Casey and I have a standing date night every Sunday evening after church (we have a night service), so we plugged our ears and turned off our phones so that we could watch the Super Bowl together over a huge plate of nachos. We were floundering on who to root for– I had some old Charger Girl teammates on the field cheering for the Niners, plus the QB is from the Central Valley, and we valley folk like to pretend we know everyone who ever lived within a 60 mile radius. I’ve always liked the Ravens, though, so that’s who I was going for. Maybe there is only room in my heart for one California team. We were really getting into the game and the Ravens were dominating… when all of a sudden… lights out! And not only out, but out for like half an hour! During the Super Bowl! It was so weird! The outage gave plenty of time for the Niners to recoup and slowed down Baltimore’s momentum. It was looking like a comeback was possible, but the Ravens eked out the win in the end.
One of the most incredible things about cheering for an NFL team was just being in the facility where the guys trained. We met in their conference rooms and picked pom pom scraps off of their practice fields. We walked through their weight rooms and ran on their track. We were constantly in the presence of athletic greatness. The players are elite. They practice for everything. They watch film and study their opponent’s every move. They X and O and O and X and pore over stats like nobody’s business. They teach them to be ready for everything….but no one could have prepared them for what happened yesterday. They just had to warm up again and hit the field.
The Super Bowl power outage got me thinking about preparation. We, as God’s elite, his chosen holy people, are commanded to “preach the word; be prepared in season and out of season” (2 Tim 4:2). What would it look like if a player just decided that he didn’t need to work out anymore? That he was just going to watch from the sidelines? That he just wanted to collect his million-dollar paycheck and go home? His selfish behavior would do nothing to advance the team’s goals and he would begin to become a drain on its resources.
You are one of His elite. You have been picked to be a part of His team, with all the tools and assets you need to win.
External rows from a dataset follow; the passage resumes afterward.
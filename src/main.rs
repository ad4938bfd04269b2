use std::env;
use std::error::Error;
use std::fs::{self, File};
use std::io::BufWriter;
use std::path::PathBuf;
use std::process::ExitCode;

use collage::{Style, text};
use image::RgbImage;
use image::codecs::jpeg::JpegEncoder;
use time::OffsetDateTime;
use utilities::config::Config;
use utilities::{image_download, logchamp, url_filter};

mod collage;
mod utilities;

type BoxError = Box<dyn Error + Send + Sync>;

#[tokio::main(flavor = "current_thread")]
async fn main() -> ExitCode {
    if let Err(err) = logchamp::init() {
        eprintln!("{err}");
    }

    dotenvy::dotenv().ok();

    match run(env::args().skip(1).collect()).await {
        Ok(path) => {
            println!("{}", path.display());
            ExitCode::SUCCESS
        }
        Err(err) => {
            log::error!("failed to create collage: {err}");
            ExitCode::FAILURE
        }
    }
}

async fn run(arguments: Vec<String>) -> Result<PathBuf, BoxError> {
    // before any worker threads exist, the local offset is unavailable afterwards
    let date = OffsetDateTime::now_local().unwrap_or_else(|_| OffsetDateTime::now_utc()).date();
    let config = Config::from_env()?;

    if arguments.is_empty() {
        Err("usage: carousel-collage <image url>...")?;
    }

    let valid_urls = arguments
        .iter()
        .filter(|url| {
            let valid = url_filter::is_valid_url(url);
            if !valid {
                log::warn!("invalid URL provided: {url}");
            }
            valid
        })
        .collect::<Vec<_>>();

    if valid_urls.is_empty() {
        Err("no valid URLs provided")?;
    }

    let urls = url_filter::extract_instagram_urls(&valid_urls);
    if urls.is_empty() {
        Err("no valid Instagram image URLs found")?;
    }

    log::info!("creating collage from {} images", urls.len());

    let http_client = image_download::http_client(config.user_agent.as_deref())?;
    let tasks = urls
        .into_iter()
        .map(|url| {
            let http_client = http_client.clone();
            tokio::spawn(async move {
                let result = image_download::download_image(http_client, url.as_str()).await;
                (url, result)
            })
        })
        .collect::<Vec<_>>();

    let mut images = Vec::with_capacity(tasks.len());
    for task in tasks {
        match task.await? {
            (_, Ok(image)) => images.push(image),
            (url, Err(err)) => log::warn!("skipping {url}: {err}"),
        }
    }

    if images.is_empty() {
        Err("failed to download any valid images")?;
    }

    let font = text::find_font(config.font.as_deref()).ok_or("no usable font")?;
    let max_size = (config.max_width, config.max_height);
    let collage = tokio::task::spawn_blocking(move || {
        let style = Style { font: &font, date };
        collage::build_collage(&images, max_size, &style, &mut rand::rng())
    })
    .await??;

    save(&collage, &config)
}

fn save(collage: &RgbImage, config: &Config) -> Result<PathBuf, BoxError> {
    fs::create_dir_all(&config.output_dir)?;

    let path = config.output_dir.join(format!("collage_{:032x}.jpg", rand::random::<u128>()));
    let file = BufWriter::new(File::create(&path)?);
    JpegEncoder::new_with_quality(file, config.jpeg_quality).encode_image(collage)?;

    log::info!("collage saved to {}", path.display());
    Ok(path)
}
pub mod config;
pub mod image_download;
pub mod logchamp;
pub mod url_filter;
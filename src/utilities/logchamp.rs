//! joe: logchamp
//! joe: call it logchamp
//! joe: please

use std::fs::File;
use std::io::{self, BufWriter, Write};
use std::sync::Mutex;

use colored::{Color, Colorize};
use log::{Level, LevelFilter, Log, Metadata, Record, SetLoggerError};
use time::macros;

#[derive(Debug)]
pub enum InitError {
    LogFile(io::Error),
    Logger(SetLoggerError),
}

impl std::fmt::Display for InitError {
    fn fmt(&self, f: &mut std::fmt::Formatter<'_>) -> std::fmt::Result {
        match self {
            Self::LogFile(err) => write!(f, "cannot create log file: {err}"),
            Self::Logger(err) => write!(f, "cannot install logger: {err}"),
        }
    }
}

struct Logger {
    file: Mutex<BufWriter<File>>,
}

impl Logger {
    fn new(filename: &str) -> io::Result<Self> {
        log::set_max_level(LevelFilter::Debug);
        Ok(Self { file: Mutex::new(BufWriter::new(File::create(filename)?)) })
    }
}

impl Log for Logger {
    fn enabled(&self, metadata: &Metadata) -> bool {
        match metadata.target().split("::").next() {
            Some("carousel_collage") => true,
            _ => metadata.level() <= Level::Info,
        }
    }

    fn log(&self, record: &Record) {
        if !self.enabled(record.metadata()) {
            return;
        }

        let timestamp = time::OffsetDateTime::now_utc()
            .format(macros::format_description!("[year]-[month]-[day] [hour]:[minute]:[second]"))
            .unwrap_or_default();
        let target = record.target();
        let level = record.level().as_str();
        let args = record.args();

        let color = match record.level() {
            Level::Error => Color::BrightRed,
            Level::Warn => Color::BrightYellow,
            Level::Info => Color::BrightCyan,
            Level::Debug => Color::Magenta,
            Level::Trace => Color::Green,
        };

        // stdout carries the collage path
        eprintln!("{} {} {args}", timestamp.color(Color::BrightBlack), level.color(color));
        if let Ok(mut file) = self.file.lock() {
            writeln!(file, "{timestamp} [{target} {level}] {args}").ok();
        }
    }

    fn flush(&self) {
        if let Ok(mut file) = self.file.lock() {
            file.flush().ok();
        }
    }
}

pub fn init() -> Result<(), InitError> {
    let logger = Logger::new(".log").map_err(InitError::LogFile)?;
    log::set_boxed_logger(Box::new(logger)).map_err(InitError::Logger)
}
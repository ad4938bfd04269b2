use image::imageops::{self, FilterType};
use image::{DynamicImage, GenericImageView, RgbaImage};

use super::enhance;

pub const TILE_SATURATION: f32 = 1.05;
pub const TILE_CONTRAST: f32 = 1.08;
pub const TILE_SHARPNESS: f32 = 1.10;

/// centered square crop of the largest possible size
pub fn square_crop(image: &DynamicImage) -> RgbaImage {
    let (width, height) = image.dimensions();
    let side = width.min(height);
    image.crop_imm((width - side) / 2, (height - side) / 2, side, side).to_rgba8()
}

/// Turns a source image into a `cell_size` square tile: center crop, enhancement, Lanczos resize.
pub fn normalize(image: &DynamicImage, cell_size: u32) -> RgbaImage {
    let mut tile = square_crop(image);

    enhance::saturation(&mut tile, TILE_SATURATION);
    enhance::contrast(&mut tile, TILE_CONTRAST);
    enhance::sharpness(&mut tile, TILE_SHARPNESS);

    imageops::resize(&tile, cell_size, cell_size, FilterType::Lanczos3)
}

#[cfg(test)]
mod test {
    use image::{Rgb, RgbImage};

    use super::*;

    fn stripes() -> DynamicImage {
        DynamicImage::ImageRgb8(RgbImage::from_fn(300, 100, |x, _| match x / 100 {
            0 => Rgb([255, 0, 0]),
            1 => Rgb([0, 255, 0]),
            _ => Rgb([0, 0, 255]),
        }))
    }

    #[test]
    fn test_square_crop_is_centered() {
        let crop = square_crop(&stripes());
        assert_eq!(crop.dimensions(), (100, 100));
        assert!(crop.pixels().all(|pixel| pixel.0 == [0, 255, 0, 255]));

        let tall = DynamicImage::ImageRgb8(RgbImage::from_fn(10, 31, |_, y| Rgb([y as u8, 0, 0])));
        let crop = square_crop(&tall);
        assert_eq!(crop.dimensions(), (10, 10));
        assert_eq!(crop.get_pixel(0, 0)[0], 10);
    }

    #[test]
    fn test_normalize_size_and_content() {
        let tile = normalize(&stripes(), 64);
        assert_eq!(tile.dimensions(), (64, 64));

        let center = tile.get_pixel(32, 32);
        assert!(center[0] < 8 && center[1] > 247 && center[2] < 8, "{center:?}");
    }

    #[test]
    fn test_normalize_is_deterministic() {
        let image = DynamicImage::ImageRgb8(RgbImage::from_fn(120, 90, |x, y| {
            Rgb([(x * 2) as u8, (y * 2) as u8, ((x + y) % 256) as u8])
        }));

        assert_eq!(normalize(&image, 50), normalize(&image, 50));
    }

    #[test]
    fn test_normalize_single_pixel() {
        let image = DynamicImage::ImageRgb8(RgbImage::from_pixel(1, 1, Rgb([40, 80, 120])));
        let tile = normalize(&image, 16);
        assert_eq!(tile.dimensions(), (16, 16));
    }
}
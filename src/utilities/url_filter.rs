use reqwest::Url;

const INSTAGRAM_HOSTS: [&str; 2] = ["fbcdn.net", "cdninstagram.com"];
const IMAGE_EXTENSIONS: [&str; 4] = ["jpg", "jpeg", "png", "webp"];
/// CDN query marker of images served as JPEG regardless of the path
const JPEG_STP: &str = "stp=dst-jpg";

/// whether `url` parses and has both a scheme and a host
pub fn is_valid_url(url: &str) -> bool {
    Url::parse(url).is_ok_and(|url| url.has_host())
}

fn is_instagram_host(host: &str) -> bool {
    INSTAGRAM_HOSTS.iter().any(|domain| {
        host.strip_suffix(domain).is_some_and(|rest| rest.is_empty() || rest.ends_with('.'))
    })
}

fn has_image_extension(path: &str) -> bool {
    path.rsplit_once('.').is_some_and(|(_, extension)| {
        IMAGE_EXTENSIONS.iter().any(|image| extension.eq_ignore_ascii_case(image))
    })
}

/// parses `url` if it points at an image on the Instagram CDN
pub fn instagram_image_url(url: &str) -> Option<Url> {
    let url = Url::parse(url).ok()?;
    if !matches!(url.scheme(), "http" | "https") || !url.host_str().is_some_and(is_instagram_host)
    {
        return None;
    }

    if has_image_extension(url.path()) || url.query().is_some_and(|query| query.contains(JPEG_STP))
    {
        Some(url)
    } else {
        None
    }
}

/// `http(s)://` links inside `text`, each running until the next whitespace
fn embedded_urls(text: &str) -> impl Iterator<Item = &str> {
    text.match_indices("http").filter_map(|(start, _)| {
        let candidate = &text[start..];
        if !(candidate.starts_with("http://") || candidate.starts_with("https://")) {
            return None;
        }

        let end = candidate.find(char::is_whitespace).unwrap_or(candidate.len());
        Some(&candidate[..end])
    })
}

/// Keeps Instagram CDN image URLs, including ones embedded in a longer string. Order is kept and
/// duplicates are dropped.
pub fn extract_instagram_urls<S: AsRef<str>>(urls: &[S]) -> Vec<Url> {
    let mut found = Vec::<Url>::new();

    for url in urls {
        let url = url.as_ref().trim();
        let direct = instagram_image_url(url);
        let candidates = match direct {
            Some(url) => vec![url],
            None => embedded_urls(url).filter_map(instagram_image_url).collect(),
        };

        for candidate in candidates {
            if found.contains(&candidate) {
                continue;
            }

            log::debug!("found Instagram image URL: {candidate}");
            found.push(candidate);
        }
    }

    log::debug!("extracted {} Instagram image URLs", found.len());
    found
}
use std::path::PathBuf;
use thiserror::Error;

pub type Result<T> = std::result::Result<T, Error>;

#[derive(Error, Debug)]
pub enum Error {
    #[error("Invalid input: {0}")]
    InvalidInput(String),

    #[error("Model is not trained yet")]
    NotTrained,

    #[error("Model file not found: {}", .0.display())]
    ModelFileNotFound(PathBuf),

    #[error("Corrupt model artifact: {0}")]
    CorruptModel(String),

    #[error("Insufficient data: k = {k} but only {available} vectors are stored")]
    InsufficientData { k: usize, available: usize },

    #[error("Not enough training data: k = {k} but only {available} examples were supplied")]
    NotEnoughData { k: usize, available: usize },

    #[error("Feature count mismatch: expected {expected}, got {actual}")]
    FeatureCountMismatch { expected: usize, actual: usize },

    #[error("Invalid configuration: {0}")]
    InvalidConfig(String),

    #[error("IO error: {0}")]
    Io(#[from] std::io::Error),

    #[error("Serialization error: {0}")]
    Serialization(String),
}

impl Error {
    /// Stable identifier for the failure class, used on the wire.
    pub fn kind(&self) -> &'static str {
        match self {
            Error::InvalidInput(_) => "invalid_input",
            Error::NotTrained => "not_trained",
            Error::ModelFileNotFound(_) => "model_file_not_found",
            Error::CorruptModel(_) => "corrupt_model",
            Error::InsufficientData { .. } => "insufficient_data",
            Error::NotEnoughData { .. } => "not_enough_data",
            Error::FeatureCountMismatch { .. } => "feature_count_mismatch",
            Error::InvalidConfig(_) => "invalid_config",
            Error::Io(_) => "io",
            Error::Serialization(_) => "serialization",
        }
    }
}

impl From<serde_json::Error> for Error {
    fn from(e: serde_json::Error) -> Self {
        Error::Serialization(e.to_string())
    }
}
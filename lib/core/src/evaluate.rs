//! Holdout evaluation and k selection
//!
//! The split is a seeded shuffle, so the same examples, fraction and seed
//! always produce the same partition and therefore the same model.

use crate::classifier::{KnnClassifier, TrainedModel};
use crate::config::PredictorConfig;
use crate::record::TrainingExample;
use crate::schema::FeatureSchema;
use crate::{Error, Result};
use rand::rngs::StdRng;
use rand::seq::SliceRandom;
use rand::SeedableRng;
use serde::{Deserialize, Serialize};
use std::collections::BTreeMap;
use tracing::{info, warn};

/// k values tried by [`select_k`] when none are given
pub const DEFAULT_K_CANDIDATES: [usize; 3] = [3, 5, 7];

/// Per-class precision and recall on the holdout set
#[derive(Debug, Clone, PartialEq, Serialize, Deserialize)]
pub struct ClassReport {
    pub label: String,
    pub precision: f64,
    pub recall: f64,
    pub support: usize,
}

#[derive(Debug, Clone, PartialEq, Serialize, Deserialize)]
pub struct TrainingReport {
    pub k: usize,
    /// `None` when nothing was held out
    pub accuracy: Option<f64>,
    pub n_training_samples: usize,
    pub n_test_samples: usize,
    pub per_class: Vec<ClassReport>,
}

/// Split into `(train, test)`. The test side gets `ceil(n * fraction)`
/// examples, and both sides are non-empty whenever `fraction > 0` and
/// there are at least two examples.
pub fn train_test_split(
    examples: &[TrainingExample],
    test_fraction: f64,
    seed: u64,
) -> (Vec<TrainingExample>, Vec<TrainingExample>) {
    let n = examples.len();
    let n_test = if test_fraction <= 0.0 || n < 2 {
        0
    } else {
        ((n as f64 * test_fraction).ceil() as usize).clamp(1, n - 1)
    };

    let mut order: Vec<usize> = (0..n).collect();
    let mut rng = StdRng::seed_from_u64(seed);
    order.shuffle(&mut rng);

    let test = order[..n_test].iter().map(|&i| examples[i].clone()).collect();
    let train = order[n_test..].iter().map(|&i| examples[i].clone()).collect();
    (train, test)
}

/// Score `model` on held-out examples.
pub fn evaluate(model: &TrainedModel, test: &[TrainingExample], n_training_samples: usize) -> Result<TrainingReport> {
    let predictions = test
        .iter()
        .map(|e| model.predict(&e.record, 1).map(|p| p.predicted_label))
        .collect::<Result<Vec<_>>>()?;

    // label -> (true positives, predicted count, support)
    let mut tally: BTreeMap<&str, (usize, usize, usize)> = BTreeMap::new();
    let mut correct = 0usize;

    for (example, predicted) in test.iter().zip(predictions.iter()) {
        tally.entry(example.label.as_str()).or_default().2 += 1;
        tally.entry(predicted.as_str()).or_default().1 += 1;
        if *predicted == example.label {
            correct += 1;
            tally.entry(predicted.as_str()).or_default().0 += 1;
        }
    }

    let ratio = |num: usize, den: usize| if den == 0 { 0.0 } else { num as f64 / den as f64 };
    let per_class = tally
        .into_iter()
        .map(|(label, (tp, predicted, support))| ClassReport {
            label: label.to_string(),
            precision: ratio(tp, predicted),
            recall: ratio(tp, support),
            support,
        })
        .collect();

    Ok(TrainingReport {
        k: model.k(),
        accuracy: if test.is_empty() {
            None
        } else {
            Some(ratio(correct, test.len()))
        },
        n_training_samples,
        n_test_samples: test.len(),
        per_class,
    })
}

/// Split, fit on the training side and score on the holdout side.
pub fn fit_and_evaluate(
    schema: &FeatureSchema,
    config: &PredictorConfig,
    examples: &[TrainingExample],
) -> Result<(TrainedModel, TrainingReport)> {
    let (train, test) = train_test_split(examples, config.test_fraction, config.split_seed);
    let model = KnnClassifier::new(schema.clone(), config.clone())?.fit(&train)?;
    let report = evaluate(&model, &test, train.len())?;

    if let Some(accuracy) = report.accuracy {
        info!("k = {}: accuracy {:.4} on {} held-out examples", model.k(), accuracy, test.len());
    }
    Ok((model, report))
}

/// Try each candidate k on one fixed split and keep the most accurate
/// (the earliest candidate on ties).
pub fn select_k(
    schema: &FeatureSchema,
    config: &PredictorConfig,
    examples: &[TrainingExample],
    candidates: &[usize],
) -> Result<(TrainedModel, TrainingReport)> {
    if candidates.is_empty() {
        return Err(Error::InvalidConfig("no k candidates given".into()));
    }

    let (train, test) = train_test_split(examples, config.test_fraction, config.split_seed);
    let mut best: Option<(TrainedModel, TrainingReport)> = None;

    for &k in candidates {
        if k == 0 || k > train.len() {
            warn!("Skipping k = {}: only {} training examples", k, train.len());
            continue;
        }

        let candidate_config = config.clone().with_k(k);
        let model = KnnClassifier::new(schema.clone(), candidate_config)?.fit(&train)?;
        let report = evaluate(&model, &test, train.len())?;
        info!("k = {}: accuracy {:?}", k, report.accuracy);

        let better = match &best {
            None => true,
            Some((_, current)) => report.accuracy.unwrap_or(0.0) > current.accuracy.unwrap_or(0.0),
        };
        if better {
            best = Some((model, report));
        }
    }

    best.ok_or_else(|| Error::NotEnoughData {
        k: candidates.iter().copied().min().unwrap_or(1),
        available: train.len(),
    })
}

#[cfg(test)]
mod tests {
    use super::*;
    use crate::record::RawRecord;
    use crate::schema::FeatureDef;
    use serde_json::json;

    fn clustered(n: usize) -> Vec<TrainingExample> {
        (0..n)
            .map(|i| {
                let (x, label) = if i % 2 == 0 {
                    (i as f64 * 0.01, "Saintek")
                } else {
                    (10.0 + i as f64 * 0.01, "Soshum")
                };
                TrainingExample::new(RawRecord::from_value(json!({ "x": x })).unwrap(), label)
            })
            .collect()
    }

    fn schema() -> FeatureSchema {
        FeatureSchema::new(vec![FeatureDef::continuous("x")])
    }

    #[test]
    fn test_split_is_deterministic_and_disjoint() {
        let examples = clustered(10);
        let (train_a, test_a) = train_test_split(&examples, 0.2, 42);
        let (train_b, test_b) = train_test_split(&examples, 0.2, 42);

        assert_eq!(test_a.len(), 2);
        assert_eq!(train_a.len(), 8);
        assert_eq!(train_a, train_b);
        assert_eq!(test_a, test_b);
        assert!(test_a.iter().all(|t| !train_a.contains(t)));
    }

    #[test]
    fn test_split_edge_cases() {
        let examples = clustered(3);
        let (train, test) = train_test_split(&examples, 0.0, 1);
        assert_eq!((train.len(), test.len()), (3, 0));

        let (train, test) = train_test_split(&examples, 0.9, 1);
        assert_eq!((train.len(), test.len()), (1, 2));

        let (train, test) = train_test_split(&examples[..1], 0.5, 1);
        assert_eq!((train.len(), test.len()), (1, 0));
    }

    #[test]
    fn test_fit_and_evaluate_separable_data() {
        let config = PredictorConfig::default();
        let (model, report) = fit_and_evaluate(&schema(), &config, &clustered(20)).unwrap();

        assert_eq!(report.n_training_samples, 16);
        assert_eq!(report.n_test_samples, 4);
        assert_eq!(report.accuracy, Some(1.0));
        assert_eq!(model.index().len(), 16);
        assert!(report.per_class.iter().all(|c| c.precision == 1.0 && c.recall == 1.0));
    }

    #[test]
    fn test_select_k_skips_oversized_candidates() {
        let config = PredictorConfig::default();
        let (model, report) = select_k(&schema(), &config, &clustered(6), &[3, 5, 7]).unwrap();
        // 6 examples -> 4 train, 2 test: only k = 3 fits.
        assert_eq!(model.k(), 3);
        assert_eq!(report.k, 3);

        assert!(matches!(
            select_k(&schema(), &config, &clustered(6), &[9]),
            Err(Error::NotEnoughData { k: 9, available: 4 })
        ));
        assert!(select_k(&schema(), &config, &clustered(6), &[]).is_err());
    }
}
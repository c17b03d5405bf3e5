//! # jurusan Core
//!
//! Core library for the jurusan major recommender.
//!
//! This crate provides the k-nearest-neighbor pipeline:
//!
//! - [`FeatureSchema`] - Ordered feature contract between records and vectors
//! - [`CategoricalEncoder`] - Category strings to stable integer codes
//! - [`FeatureScaler`] - Per-dimension standardization
//! - [`NeighborIndex`] - Brute-force Euclidean k-nearest search
//! - [`KnnClassifier`] / [`TrainedModel`] - Fit and unweighted-vote prediction
//!
//! ## Example
//!
//! ```rust
//! use jurusan_core::{FeatureSchema, KnnClassifier, PredictorConfig, RawRecord, TrainingExample};
//! use serde_json::json;
//!
//! let examples: Vec<TrainingExample> = [
//!     ("Laki-laki", 0.9, "Teknik Informatika"),
//!     ("Perempuan", 0.8, "Kedokteran"),
//!     ("Perempuan", 0.1, "Hukum"),
//! ]
//! .iter()
//! .map(|(gender, ipa, major)| {
//!     let record = RawRecord::from_value(json!({"jenis_kelamin": gender, "minat_ipa": ipa})).unwrap();
//!     TrainingExample::new(record, *major)
//! })
//! .collect();
//!
//! let classifier = KnnClassifier::new(FeatureSchema::student_survey(), PredictorConfig::default().with_k(1)).unwrap();
//! let model = classifier.fit(&examples).unwrap();
//!
//! let query = RawRecord::from_value(json!({"jenis_kelamin": "Laki-laki", "minat_ipa": 0.95})).unwrap();
//! let prediction = model.predict(&query, 5).unwrap();
//! assert_eq!(prediction.predicted_label, "Teknik Informatika");
//! ```

pub mod classifier;
pub mod config;
pub mod encoder;
pub mod error;
pub mod evaluate;
pub mod index;
pub mod record;
pub mod scaler;
pub mod schema;
pub mod vector;

pub use classifier::{Classifier, KnnClassifier, ModelParts, ModelSummary, Prediction, RankedClass, TrainedModel};
pub use config::{PredictorConfig, VectorPolicy};
pub use encoder::{CategoricalEncoder, CategoryMapping, Encoded, EncodedRow, LabelMapping, FALLBACK_CODE};
pub use error::{Error, Result};
pub use evaluate::{evaluate, fit_and_evaluate, select_k, train_test_split, ClassReport, TrainingReport};
pub use index::{Neighbor, NeighborIndex, Neighbors};
pub use record::{RawRecord, TrainingExample};
pub use scaler::FeatureScaler;
pub use schema::{FeatureDef, FeatureDefault, FeatureKind, FeatureSchema, FieldValue, ScoreRange};
pub use vector::FeatureVector;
We play for the trophy.
First, you gotta become a player.
“Everyone who calls on the name of the Lord will be saved.” (Rom 10:13)
Push to be recognized as a first-round pick.
“And I heard the voice of the Lord saying, “Whom shall I send, and who will go for us? Then I said, “Here I am! Send me.” Isaiah 6:8
Train as one of the elite.
“…train yourself to be godly. For physical training is some value, but godliness has value for all things, holding promise for both the present life and the life to come.” 1 Timothy 4:7-8
Be prepared for everything.
“Therefore, prepare your minds for action; be self-controlled; set your hope fully on the grace to be given you when Jesus Christ is revealed” (1 Peter 1:13).
Play to win.
“Do you not know that in a race all the runners run, but only one receives the prize? So run that you may obtain it. Every athlete exercises self-control in all things. They do it to receive a perishable wreath, but we an imperishable” (1 Cor 9:24-25).
The enemy is going to try to throw any wrench he can into your game. If you’re totally prepared, even lights out won’t throw you off course. Our goal is the hope that we were called to–that grace to be given us when Jesus Christ is revealed. He is the MVP, the all-star quarterback leading his team to victory. And, this game is fixed. It’s already been won. That doesn’t mean it will be easy, it just means that even in the darkest hours we have hope for the win.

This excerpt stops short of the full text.